This exciting new preprint touches on a topic close to my heart: gene flow in gut communities. What’s even better, this paper shows how rich and complex the evolutionary dynamics are, and how much more remains to be discovered and understood.
Garud et al. (2017) examine evolutionary dynamics within different people’s gut microbiomes (the gut microbiome being the bacteria living in your intestines that help digest food, keep out pathogens, and properly regulate your immune system). The most abundant bacteria in the human gut belong to two phyla: Bacteroides and Firmicutes. This study focuses on Bacteroides (especially Bacteroides vulgatus) for the simple reason that abundant bacteria = good data. The data are good enough that Garud et al. can infer how haplotypes (chunks of linked genetic variants) change in frequency over time for several different species of bacteria in the intestines of 365 humans. Garud et al. do so by arguing that alleles that are found in > 80% of sequences from a particular species probably occur together. These are what Garud et al. call ‘confidently phaseable’ haplotypes, in other words, groups of mutations that move together in lock-step over time because they are found in the same genome.
One reason why I’m excited about this paper is that it shows that many selective sweeps — haplotypes that increase in frequency in the population, eventually establishing in the population— are driven by recombination with other strains and species in the gut, rather than de novo mutations. Several studies have pointed to the importance of recombination as a driving factor in bacterial evolution (Shapiro et al. (2012) and Denef et al. (2012), for example,). So-called ‘soft sweeps;’ that is, adaptation stemming from existing genetic variation in the population have also been shown to be more important than ‘hard sweeps’ stemming from de novo mutations in natural populations as well as in evolution experiments (Kosheleva and Desai (2017) and Garud et al. (2015) and (2016)). There are a couple good reasons why: first, existing genetic variation has been ‘field-tested’ by natural selection, and second, even highly beneficial de novo mutations have a high probability of going extinct through bad luck.
Garud et al. also report something quite puzzling: anomalously closely related strains found in different hosts found as far as different continents, compared to average divergence between strains from different hosts. This pattern isn’t universal across genera, which makes it more striking. What’s going on here? The authors don’t know yet and neither do I; perhaps some interesting new biology!

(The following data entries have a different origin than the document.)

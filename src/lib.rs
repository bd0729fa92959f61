//! rTimeBilling library root.
//! Exposes the CLI parser, the store, the HTTP router and the high-level
//! run() function.

pub mod cli;
pub mod config;
pub mod core;
pub mod db;
pub mod errors;
pub mod export;
pub mod models;
pub mod server;
pub mod ui;
pub mod utils;

pub use crate::core::{Store, StoreLocation, StorePolicy};

use clap::Parser;
use cli::parser::{Cli, Commands};
use config::Config;
use errors::AppResult;
use tracing_subscriber::EnvFilter;

/// Install the stderr subscriber. `RUST_LOG` wins over `default_level`.
/// A second call is a no-op.
pub fn init_tracing(default_level: &str) {
    let filter =
        EnvFilter::try_from_default_env().unwrap_or_else(|_| EnvFilter::new(default_level));

    let _ = tracing_subscriber::fmt()
        .with_env_filter(filter)
        .with_writer(std::io::stderr)
        .try_init();
}

/// Central command dispatcher
pub fn dispatch(cli: &Cli, cfg: &Config) -> AppResult<()> {
    let store = Store::from_config(cfg);

    match &cli.command {
        Commands::Init => cli::commands::init::handle(cli),
        Commands::Config { .. } => cli::commands::config::handle(&cli.command, cfg),
        Commands::Project { .. } => cli::commands::project::handle(&cli.command, cfg, &store),
        Commands::Entry { .. } => cli::commands::entry::handle(&cli.command, cfg, &store),
        Commands::Timer { .. } => cli::commands::timer::handle(&cli.command, &store),
        Commands::Ledger => cli::commands::report::handle_ledger(&store),
        Commands::Analytics { .. } => {
            cli::commands::report::handle_analytics(&cli.command, cfg, &store)
        }
        Commands::Export { .. } => cli::commands::export::handle(&cli.command, cfg, &store),
        Commands::Log { .. } => cli::commands::log::handle(&cli.command, &store),
        Commands::Serve { .. } => cli::commands::serve::handle(&cli.command, cfg, store),
    }
}

/// Entry point used by main.rs
pub fn run() -> AppResult<()> {
    let cli = Cli::parse();

    let default_level = if matches!(cli.command, Commands::Serve { .. }) {
        "info"
    } else {
        "warn"
    };
    init_tracing(default_level);

    // config is loaded once; --db overrides the data file
    let mut cfg = Config::load()?;
    if let Some(custom_db) = &cli.db {
        cfg.database = Some(custom_db.clone());
    }

    dispatch(&cli, &cfg)
}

I was also gratified to see that the work done by Garud et al. fits a ‘recombination wind’ model of gene flow in the microbiome that I proposed in previous work. In that paper, I described a model of E. coli genome evolution in which genes are differentially affected by a ‘wind’ of mutations blowing in from other strains and species, due to the differing strength of purifying selection over the genome. I used this model to give one explanation for why the molecular clock seems to tick at different rates in different E. coli genes. My basic idea was that E. coli genomes sampled from different microbiomes would have the imprint of evolution related to horizontal gene transfer within their microbiomes, which would be a ‘hidden variable’ without more samples from those microbiomes. Garud et al. reveal the action of this previously ‘hidden’ variable; that said, Garud et al. do not provide evidence one way or another on whether gene flow is related (or not) to the strength of purifying selection. I’m quite interested to see what future research on the evolutionary dynamics in microbiomes will find.
In a previous post, I described two lines of evidence showing that my model is not necessary to explain apparent divergence times (measured by synonymous mutations) at different loci. First, precise experimental measurements of the mutation rate in the E. coli genome shows that the rates actually vary across genes. Second, the density of synonymous mutations varies in between the chromosome and plasmid of Buchnera endosymbionts that do not seem to be significantly affected by horizontal gene transfer (although note that there is evidence of pervasive recombination in Wolbachia endosymbionts) . So, I concluded that my model must be wrong. Now, I think I jumped the gun in rejecting my model; I think there’s a reasonable chance that it might be verified by future work. As I’ve argued before, even with genome-wide variation in the mutation rate, the combined effects of gene flow and transient hypermutability should dominate subtle genome-wide mutation rate differences—at least for microbes (such as E. coli) where both are important.